*What is being asked*
Establish how many lines in the material below include the word "label", then give the count alone.

*** The data Section Begins ***

//! Progress display callback for CLI sync
//!
//! Renders scan counts per side, hashing progress and an `[i/N] path`
//! execution line on stderr, throttled to one redraw per 100 ms.

pub mod constants;

use std::io::Write;
use std::sync::Mutex;
use std::time::Instant;

use crate::callbacks::{ProgressCallback, ProgressEvent};
use crate::types::Side;

/// Progress display constants
pub use constants::*;

/// Per-side scan statistics
#[derive(Debug, Clone, Copy, Default)]
pub(crate) struct SideStats {
	pub(crate) files: usize,
	pub(crate) bytes: u64,
	pub(crate) done: bool,
}

/// Shared state for progress tracking
#[derive(Debug)]
pub struct ProgressState {
	pub last_update: Mutex<Option<Instant>>,
	source: Mutex<SideStats>,
	target: Mutex<SideStats>,
}

impl ProgressState {
	pub fn new() -> Self {
		Self {
			last_update: Mutex::new(None),
			source: Mutex::new(SideStats::default()),
			target: Mutex::new(SideStats::default()),
		}
	}

	fn side(&self, side: Side) -> &Mutex<SideStats> {
		match side {
			Side::Source => &self.source,
			Side::Target => &self.target,
		}
	}

	/// True when a redraw is due; `force` always redraws
	fn should_draw(&self, force: bool) -> bool {
		let mut last = self.last_update.lock().unwrap_or_else(|e| e.into_inner());
		if !force {
			if let Some(t) = *last {
				if t.elapsed().as_millis() < UPDATE_THROTTLE_MS {
					return false;
				}
			}
		}
		*last = Some(Instant::now());
		true
	}
}

impl Default for ProgressState {
	fn default() -> Self {
		Self::new()
	}
}

/// CLI progress callback
pub struct CliProgressCallback {
	state: ProgressState,
}

impl CliProgressCallback {
	pub fn new() -> Self {
		Self { state: ProgressState::new() }
	}

	fn scan_line(&self) -> String {
		let fmt = |label: &str, s: SideStats| {
			format!(
				"{}: {}f/{:.1}MB{}",
				label,
				s.files,
				s.bytes as f64 / BYTES_PER_MB,
				if s.done { " ✓" } else { "" }
			)
		};
		let source = *self.state.source.lock().unwrap_or_else(|e| e.into_inner());
		let target = *self.state.target.lock().unwrap_or_else(|e| e.into_inner());
		format!("  Scanning: {} | {}", fmt("source", source), fmt("target", target))
	}
}

impl Default for CliProgressCallback {
	fn default() -> Self {
		Self::new()
	}
}

impl ProgressCallback for CliProgressCallback {
	fn on_event(&self, event: ProgressEvent) {
		let line = match event {
			ProgressEvent::Scanning { side, files, bytes } => {
				*self.state.side(side).lock().unwrap_or_else(|e| e.into_inner()) =
					SideStats { files, bytes, done: false };
				if !self.state.should_draw(false) {
					return;
				}
				self.scan_line()
			}
			ProgressEvent::Scanned { side, files, bytes, .. } => {
				*self.state.side(side).lock().unwrap_or_else(|e| e.into_inner()) =
					SideStats { files, bytes, done: true };
				self.state.should_draw(true);
				self.scan_line()
			}
			ProgressEvent::Hashing { done, total } => {
				if !self.state.should_draw(done == total) {
					return;
				}
				format!("  Comparing contents: {}/{}", done, total)
			}
			ProgressEvent::ActionStarted { index, total, kind, path } => {
				if !self.state.should_draw(index == 1 || index == total) {
					return;
				}
				format!("  {} [{}/{}] {} {}", progress_bar(index, total), index, total, kind.label(), shorten(&path))
			}
		};

		// Clear the rest of the previous line
		let mut err = std::io::stderr();
		let _ = write!(err, "\r{}\x1b[K", line);
		let _ = err.flush();
	}
}

fn progress_bar(done: usize, total: usize) -> String {
	let ratio = if total > 0 { done as f64 / total as f64 } else { 0.0 };
	let filled = (ratio.clamp(0.0, 1.0) * PROGRESS_BAR_WIDTH as f64) as usize;
	format!("[{}{}]", "=".repeat(filled), " ".repeat(PROGRESS_BAR_WIDTH - filled))
}

/// Keep the tail of long paths
fn shorten(path: &str) -> String {
	let count = path.chars().count();
	if count <= MAX_PATH_DISPLAY {
		return path.to_string();
	}
	let tail: String = path.chars().skip(count - (MAX_PATH_DISPLAY - 3)).collect();
	format!("...{}", tail)
}


// vim: ts=4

*** The data Section Ends ***

*Output for this exercise*
3